# Exercise brief
Each line of the material must be returned exactly.

# Material for the task
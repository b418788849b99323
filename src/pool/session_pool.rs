//! The pool proper: per-key FIFO lists with a bounded fan-out
//!
//! Each (host, port, proxy) key owns an insertion-ordered list of live
//! sessions. At the cap the oldest session is handed back out rather than
//! opening another one; with the default cap of 1 that means one shared
//! session per destination. Bulk teardown uses an explicit snapshot-drain:
//! the live map is swapped out first and every session is detached before
//! any close runs, so nothing re-entering the pool can observe a
//! half-mutated map.

use std::collections::{HashMap, VecDeque};
use std::sync::Arc;
use tracing::{debug, info, warn};

use crate::config::PoolConfig;
use crate::error::SessionError;
use crate::pool::session::{BoxedTransport, Session};
use crate::types::SessionKey;

/// Pool of shared sessions keyed by (host, port, proxy).
///
/// # Examples
///
/// ```
/// use http_reuse::{HostPort, ProxyServer, SessionKey, SessionPool};
///
/// let mut pool = SessionPool::default();
/// let key = SessionKey::new(HostPort::new("www.example.com", 443), ProxyServer::direct());
///
/// let first = pool.get(&key);
/// let second = pool.get(&key);
/// // Default cap of 1: the single existing session is always reused.
/// assert_eq!(first.id(), second.id());
///
/// pool.remove(&first);
/// assert!(!pool.has_session(&key));
/// ```
#[derive(Debug)]
pub struct SessionPool {
    sessions: HashMap<SessionKey, VecDeque<Arc<Session>>>,
    max_sessions_per_key: usize,
}

impl SessionPool {
    /// Create a pool with the given configuration.
    #[must_use]
    pub fn new(config: &PoolConfig) -> Self {
        Self {
            sessions: HashMap::new(),
            max_sessions_per_key: config.max_sessions_per_key.get(),
        }
    }

    /// The configured per-destination session cap.
    #[must_use]
    pub const fn max_sessions_per_key(&self) -> usize {
        self.max_sessions_per_key
    }

    /// Total number of live sessions across all keys.
    #[must_use]
    pub fn session_count(&self) -> usize {
        self.sessions.values().map(VecDeque::len).sum()
    }

    /// Whether any session exists for `key`.
    #[must_use]
    pub fn has_session(&self, key: &SessionKey) -> bool {
        self.sessions.contains_key(key)
    }

    /// Get a session for `key`, creating one if necessary.
    ///
    /// When the key's list is at the cap, the oldest session is popped,
    /// handed out again, and re-homed at the back of the list. Otherwise a
    /// fresh session is created. The list never exceeds the cap after
    /// insertion.
    pub fn get(&mut self, key: &SessionKey) -> Arc<Session> {
        let list = self.sessions.entry(key.clone()).or_default();

        let session = if list.len() >= self.max_sessions_per_key {
            // At capacity: reuse the oldest session for this destination.
            list.pop_front()
        } else {
            None
        };

        let session = session.unwrap_or_else(|| {
            debug!("Creating new session for {}", key);
            Arc::new(Session::new(key.clone()))
        });

        session.set_in_pool(true);
        list.push_back(Arc::clone(&session));
        debug_assert!(list.len() <= self.max_sessions_per_key);
        session
    }

    /// Create a session for a brand-new destination from an
    /// already-connected transport.
    ///
    /// Caller contract: no session exists for `key` yet. The session is
    /// pooled first and then initialized; on an initialization error it
    /// stays in the pool in a partially-initialized state. The handle is
    /// returned in both cases so the caller, seeing the error, can decide
    /// whether to [`remove`](Self::remove) it.
    pub fn get_session_from_socket(
        &mut self,
        key: &SessionKey,
        transport: BoxedTransport,
        is_secure: bool,
        cert_error: Option<SessionError>,
    ) -> (Arc<Session>, Result<(), SessionError>) {
        let list = self.sessions.entry(key.clone()).or_default();
        debug_assert!(
            list.is_empty(),
            "get_session_from_socket called for a destination that already has sessions"
        );

        let session = Arc::new(Session::new(key.clone()));
        session.set_in_pool(true);
        list.push_back(Arc::clone(&session));

        let result = session.initialize_with_socket(transport, is_secure, cert_error);
        if let Err(err) = &result {
            warn!("Session for {} failed to initialize: {}", key, err);
        }
        (session, result)
    }

    /// Remove `session` from its key's list and mark it detached.
    ///
    /// An empty list is deleted from the map, never left behind. Removing
    /// a session the pool does not hold is a caller bug.
    pub fn remove(&mut self, session: &Arc<Session>) {
        session.set_in_pool(false);

        let Some(list) = self.sessions.get_mut(session.key()) else {
            debug_assert!(false, "removing a session for an unknown key");
            return;
        };
        let len_before = list.len();
        list.retain(|pooled| !Arc::ptr_eq(pooled, session));
        debug_assert_eq!(
            list.len() + 1,
            len_before,
            "removing a session the pool does not hold"
        );
        if list.is_empty() {
            self.sessions.remove(session.key());
        }
    }

    /// Close every pooled session with [`SessionError::Aborted`].
    ///
    /// Used when the network or the TLS configuration changes underneath
    /// the pool: existing sessions are no longer trustworthy, but callers
    /// still holding handles observe the close rather than a dangling
    /// session.
    pub fn close_current_sessions(&mut self) {
        let drained = self.take_all_sessions();
        info!("Closing {} current session(s)", drained.len());
        close_drained_sessions(drained);
    }

    /// Close every pooled session on pool teardown.
    pub fn close_all_sessions(&mut self) {
        let drained = self.take_all_sessions();
        debug!("Closing all {} session(s) on teardown", drained.len());
        close_drained_sessions(drained);
    }

    /// The network changed; current sessions are bound to dead routes.
    pub fn on_ip_address_change(&mut self) {
        info!("IP address changed; dropping all current sessions");
        self.close_current_sessions();
    }

    /// The TLS configuration changed; current sessions were negotiated
    /// under the old one.
    pub fn on_ssl_config_change(&mut self) {
        info!("SSL config changed; dropping all current sessions");
        self.close_current_sessions();
    }

    /// Snapshot-and-clear: swap the live map out atomically so that close
    /// callbacks re-entering the pool can never observe a partially
    /// drained map.
    fn take_all_sessions(&mut self) -> Vec<Arc<Session>> {
        std::mem::take(&mut self.sessions)
            .into_values()
            .flatten()
            .collect()
    }
}

impl Default for SessionPool {
    fn default() -> Self {
        Self::new(&PoolConfig::default())
    }
}

/// Detach every drained session before closing any of them, so a close
/// observed through a shared handle already reports "not in pool".
fn close_drained_sessions(sessions: Vec<Arc<Session>>) {
    for session in &sessions {
        session.set_in_pool(false);
    }
    for session in sessions {
        session.close_session_on_error(SessionError::Aborted);
    }
}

# Solution to this task
repository b418788849b99323
filename src/pool/session_pool.rs
//! The pool proper: per-key FIFO lists with a bounded fan-out
//!
//! Each (host, port, proxy) key owns an insertion-ordered list of live
//! sessions. At the cap the oldest session is handed back out rather than
//! opening another one; with the default cap of 1 that means one shared
//! session per destination. Bulk teardown uses an explicit snapshot-drain:
//! the live map is swapped out first and every session is detached before
//! any close runs, so nothing re-entering the pool can observe a
//! half-mutated map.

use std::collections::{HashMap, VecDeque};
use std::sync::Arc;
use tracing::{debug, info, warn};

use crate::config::PoolConfig;
use crate::error::SessionError;
use crate::pool::session::{BoxedTransport, Session};
use crate::types::SessionKey;

/// Pool of shared sessions keyed by (host, port, proxy).
///
/// # Examples
///
/// ```
/// use http_reuse::{HostPort, ProxyServer, SessionKey, SessionPool};
///
/// let mut pool = SessionPool::default();
/// let key = SessionKey::new(HostPort::new("www.example.com", 443), ProxyServer::direct());
///
/// let first = pool.get(&key);
/// let second = pool.get(&key);
/// // Default cap of 1: the single existing session is always reused.
/// assert_eq!(first.id(), second.id());
///
/// pool.remove(&first);
/// assert!(!pool.has_session(&key));
/// ```
#[derive(Debug)]
pub struct SessionPool {
    sessions: HashMap<SessionKey, VecDeque<Arc<Session>>>,
    max_sessions_per_key: usize,
}

impl SessionPool {
    /// Create a pool with the given configuration.
    #[must_use]
    pub fn new(config: &PoolConfig) -> Self {
        Self {
            sessions: HashMap::new(),
            max_sessions_per_key: config.max_sessions_per_key.get(),
        }
    }

    /// The configured per-destination session cap.
    #[must_use]
    pub const fn max_sessions_per_key(&self) -> usize {
        self.max_sessions_per_key
    }

    /// Total number of live sessions across all keys.
    #[must_use]
    pub fn session_count(&self) -> usize {
        self.sessions.values().map(VecDeque::len).sum()
    }

    /// Whether any session exists for `key`.
    #[must_use]
    pub fn has_session(&self, key: &SessionKey) -> bool {
        self.sessions.contains_key(key)
    }

    /// Get a session for `key`, creating one if necessary.
    ///
    /// When the key's list is at the cap, the oldest session is popped,
    /// handed out again, and re-homed at the back of the list. Otherwise a
    /// fresh session is created. The list never exceeds the cap after
    /// insertion.
    pub fn get(&mut self, key: &SessionKey) -> Arc<Session> {
        let list = self.sessions.entry(key.clone()).or_default();

        let session = if list.len() >= self.max_sessions_per_key {
            // At capacity: reuse the oldest session for this destination.
            list.pop_front()
        } else {
            None
        };

        let session = session.unwrap_or_else(|| {
            debug!("Creating new session for {}", key);
            Arc::new(Session::new(key.clone()))
        });

        session.set_in_pool(true);
        list.push_back(Arc::clone(&session));
        debug_assert!(list.len() <= self.max_sessions_per_key);
        session
    }

    /// Create a session for a brand-new destination from an
    /// already-connected transport.
    ///
    /// Caller contract: no session exists for `key` yet. The session is
    /// pooled first and then initialized; on an initialization error it
    /// stays in the pool in a partially-initialized state. The handle is
    /// returned in both cases so the caller, seeing the error, can decide
    /// whether to [`remove`](Self::remove) it.
    pub fn get_session_from_socket(
        &mut self,
        key: &SessionKey,
        transport: BoxedTransport,
        is_secure: bool,
        cert_error: Option<SessionError>,
    ) -> (Arc<Session>, Result<(), SessionError>) {
        let list = self.sessions.entry(key.clone()).or_default();
        debug_assert!(
            list.is_empty(),
            "get_session_from_socket called for a destination that already has sessions"
        );

        let session = Arc::new(Session::new(key.clone()));
        session.set_in_pool(true);
        list.push_back(Arc::clone(&session));

        let result = session.initialize_with_socket(transport, is_secure, cert_error);
        if let Err(err) = &result {
            warn!("Session for {} failed to initialize: {}", key, err);
        }
        (session, result)
    }

    /// Remove `session` from its key's list and mark it detached.
    ///
    /// An empty list is deleted from the map, never left behind. Removing
    /// a session the pool does not hold is a caller bug.
    pub fn remove(&mut self, session: &Arc<Session>) {
        session.set_in_pool(false);

        let Some(list) = self.sessions.get_mut(session.key()) else {
            debug_assert!(false, "removing a session for an unknown key");
            return;
        };
        let len_before = list.len();
        list.retain(|pooled| !Arc::ptr_eq(pooled, session));
        debug_assert_eq!(
            list.len() + 1,
            len_before,
            "removing a session the pool does not hold"
        );
        if list.is_empty() {
            self.sessions.remove(session.key());
        }
    }

    /// Close every pooled session with [`SessionError::Aborted`].
    ///
    /// Used when the network or the TLS configuration changes underneath
    /// the pool: existing sessions are no longer trustworthy, but callers
    /// still holding handles observe the close rather than a dangling
    /// session.
    pub fn close_current_sessions(&mut self) {
        let drained = self.take_all_sessions();
        info!("Closing {} current session(s)", drained.len());
        close_drained_sessions(drained);
    }

    /// Close every pooled session on pool teardown.
    pub fn close_all_sessions(&mut self) {
        let drained = self.take_all_sessions();
        debug!("Closing all {} session(s) on teardown", drained.len());
        close_drained_sessions(drained);
    }

    /// The network changed; current sessions are bound to dead routes.
    pub fn on_ip_address_change(&mut self) {
        info!("IP address changed; dropping all current sessions");
        self.close_current_sessions();
    }

    /// The TLS configuration changed; current sessions were negotiated
    /// under the old one.
    pub fn on_ssl_config_change(&mut self) {
        info!("SSL config changed; dropping all current sessions");
        self.close_current_sessions();
    }

    /// Snapshot-and-clear: swap the live map out atomically so that close
    /// callbacks re-entering the pool can never observe a partially
    /// drained map.
    fn take_all_sessions(&mut self) -> Vec<Arc<Session>> {
        std::mem::take(&mut self.sessions)
            .into_values()
            .flatten()
            .collect()
    }
}

impl Default for SessionPool {
    fn default() -> Self {
        Self::new(&PoolConfig::default())
    }
}

/// Detach every drained session before closing any of them, so a close
/// observed through a shared handle already reports "not in pool".
fn close_drained_sessions(sessions: Vec<Arc<Session>>) {
    for session in &sessions {
        session.set_in_pool(false);
    }
    for session in sessions {
        session.close_session_on_error(SessionError::Aborted);
    }
}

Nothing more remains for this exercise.